Work required: Quote, with no changes, the lines that run from the top of the material to the line with "Camera shutter trigger", both included.
(Supplied entries Opens)
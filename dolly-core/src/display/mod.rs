//! Two-line display presenter
//!
//! Turns menu state, run progress and run outcomes into text on a
//! [`CharDisplay`](dolly_hal::CharDisplay).

pub mod presenter;

#[cfg(test)]
pub(crate) mod mock;

pub use presenter::{Presenter, SPLASH_TITLE};
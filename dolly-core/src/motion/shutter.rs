//! Camera shutter trigger

use dolly_hal::OutputPin;
use embedded_hal_async::delay::DelayNs;

use crate::config::ShutterConfig;

/// Shutter trigger line
pub struct Shutter<P> {
    pin: P,
    config: ShutterConfig,
}

impl<P: OutputPin> Shutter<P> {
    /// Create a shutter trigger, driving the line low
    pub fn new(mut pin: P, config: ShutterConfig) -> Self {
        pin.set_low();
        Self { pin, config }
    }

    /// Run one trigger window
    ///
    /// Blocks the caller for `open_ms`: settle low, pulse high, then hold
    /// low for the remainder. Not interruptible.
    pub async fn fire<D: DelayNs>(&mut self, delay: &mut D) {
        delay.delay_ms(self.config.settle_ms).await;
        self.pin.set_high();
        delay.delay_ms(self.config.pulse_ms).await;
        self.pin.set_low();
        delay.delay_ms(self.config.hold_ms()).await;
    }

    /// Trigger timing
    pub fn config(&self) -> &ShutterConfig {
        &self.config
    }

    /// Trigger line
    pub fn pin(&self) -> &P {
        &self.pin
    }
}
//! Analog ladder decoding

/// Buttons on the pad
#[derive(Debug, Clone, Copy, PartialEq, Eq)]
#[cfg_attr(feature = "defmt", derive(defmt::Format))]
pub enum ButtonId {
    Right,
    Up,
    Down,
    Left,
    Select,
    /// No key pressed
    None,
}

impl ButtonId {
    /// True for any real key
    pub fn is_pressed(self) -> bool {
        self != ButtonId::None
    }
}

/// Upper-bound thresholds for each key, in ascending ADC order
///
/// A sample below `thresholds[0]` is Right, below `thresholds[1]` Up, and
/// so on; anything at or above the last threshold is no key.
#[derive(Debug, Clone, Copy, PartialEq, Eq)]
#[cfg_attr(feature = "defmt", derive(defmt::Format))]
pub struct ButtonLadder {
    thresholds: [u16; 5],
}

/// Ladder order, matching `thresholds`
const LADDER_ORDER: [ButtonId; 5] = [
    ButtonId::Right,
    ButtonId::Up,
    ButtonId::Down,
    ButtonId::Left,
    ButtonId::Select,
];

impl Default for ButtonLadder {
    /// Classic LCD keypad shield divider, sampled by a 12-bit ADC
    fn default() -> Self {
        Self::new([200, 1000, 1800, 2600, 3400])
    }
}

impl ButtonLadder {
    /// Create a ladder from Right, Up, Down, Left, Select upper bounds
    pub const fn new(thresholds: [u16; 5]) -> Self {
        Self { thresholds }
    }

    /// Threshold table
    pub fn thresholds(&self) -> [u16; 5] {
        self.thresholds
    }

    /// Map a raw sample to a key
    pub fn classify(&self, raw: u16) -> ButtonId {
        self.thresholds
            .iter()
            .zip(LADDER_ORDER)
            .find(|(limit, _)| raw < **limit)
            .map(|(_, button)| button)
            .unwrap_or(ButtonId::None)
    }

    /// True when every threshold is above the previous one
    pub fn is_ascending(&self) -> bool {
        self.thresholds.windows(2).all(|w| w[0] < w[1])
    }
}
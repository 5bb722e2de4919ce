//! Supervisory run loop
//!
//! The pulse timer steps the motor on its own; this loop only watches the
//! step counter. It draws progress markers, pauses the timer at each
//! shutter boundary to fire the camera, and polls the Select key to
//! cancel. The counter limit keeps the timer from overshooting a boundary
//! however late the loop gets to it.

use dolly_hal::{AnalogInput, CharDisplay, OutputPin, PulseTimer};
use embedded_hal_async::delay::DelayNs;

use super::{MotionPlan, Shutter, StepCounter};
use crate::display::Presenter;
use crate::input::{ButtonId, Keypad};
use crate::params::Direction;

/// How a run ended
#[derive(Debug, Clone, Copy, PartialEq, Eq)]
#[cfg_attr(feature = "defmt", derive(defmt::Format))]
pub enum RunOutcome {
    /// Full travel reached
    Completed,
    /// Select was held during the run
    UserCancelled,
}

/// Drives one run at a time from a [`MotionPlan`]
pub struct MotionEngine<'a, T, Dir, Sh> {
    timer: T,
    counter: &'a StepCounter,
    direction: Dir,
    shutter: Shutter<Sh>,
    poll_interval_us: u32,
}

impl<'a, T, Dir, Sh> MotionEngine<'a, T, Dir, Sh>
where
    T: PulseTimer,
    Dir: OutputPin,
    Sh: OutputPin,
{
    /// Create an engine
    ///
    /// `counter` must be the same counter the pulse timer advances.
    pub fn new(
        timer: T,
        counter: &'a StepCounter,
        direction: Dir,
        shutter: Shutter<Sh>,
        poll_interval_us: u32,
    ) -> Self {
        Self {
            timer,
            counter,
            direction,
            shutter,
            poll_interval_us: poll_interval_us.max(1),
        }
    }

    /// Execute `plan` until travel completes or the operator cancels
    ///
    /// The timer is always stopped on return.
    pub async fn run<A, L, D>(
        &mut self,
        plan: &MotionPlan,
        keypad: &mut Keypad<A>,
        presenter: &mut Presenter<L>,
        delay: &mut D,
    ) -> RunOutcome
    where
        A: AnalogInput,
        L: CharDisplay,
        D: DelayNs,
    {
        self.counter.reset(plan.next_boundary(0));
        self.direction.set_state(plan.direction() == Direction::Reverse);
        presenter.show_running(plan);

        let mut fired = 0u32;
        let mut markers = 0u8;

        self.timer.start(plan.pulse_period_us());

        let outcome = loop {
            if keypad.is_held(ButtonId::Select) {
                break RunOutcome::UserCancelled;
            }

            let position = self.counter.count();

            // Catch up on any markers crossed since the last poll
            while markers < plan.progress_markers()
                && position >= (markers as u32 + 1) * plan.progress_interval_steps()
            {
                presenter.progress_marker(markers);
                markers += 1;
            }

            if fired < plan.shutter_count() && position >= plan.next_boundary(fired) {
                self.timer.pause();
                self.shutter.fire(delay).await;
                fired += 1;
                self.counter.set_limit(plan.next_boundary(fired));
                self.timer.resume();
                continue;
            }

            if position >= plan.total_steps() {
                break RunOutcome::Completed;
            }

            delay.delay_us(self.poll_interval_us).await;
        };

        self.timer.stop();
        outcome
    }

    /// Shutter trigger
    pub fn shutter(&self) -> &Shutter<Sh> {
        &self.shutter
    }

    /// Direction line
    pub fn direction_pin(&self) -> &Dir {
        &self.direction
    }

    /// Pulse timer
    pub fn timer(&self) -> &T {
        &self.timer
    }
}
(Supplied entries Closes)
Written response:
filename dolly-core/src/display/mod.rs
//! Two-line display presenter
//!
//! Turns menu state, run progress and run outcomes into text on a
//! [`CharDisplay`](dolly_hal::CharDisplay).

pub mod presenter;

#[cfg(test)]
pub(crate) mod mock;

pub use presenter::{Presenter, SPLASH_TITLE};
filename dolly-core/src/motion/shutter.rs
//! Camera shutter trigger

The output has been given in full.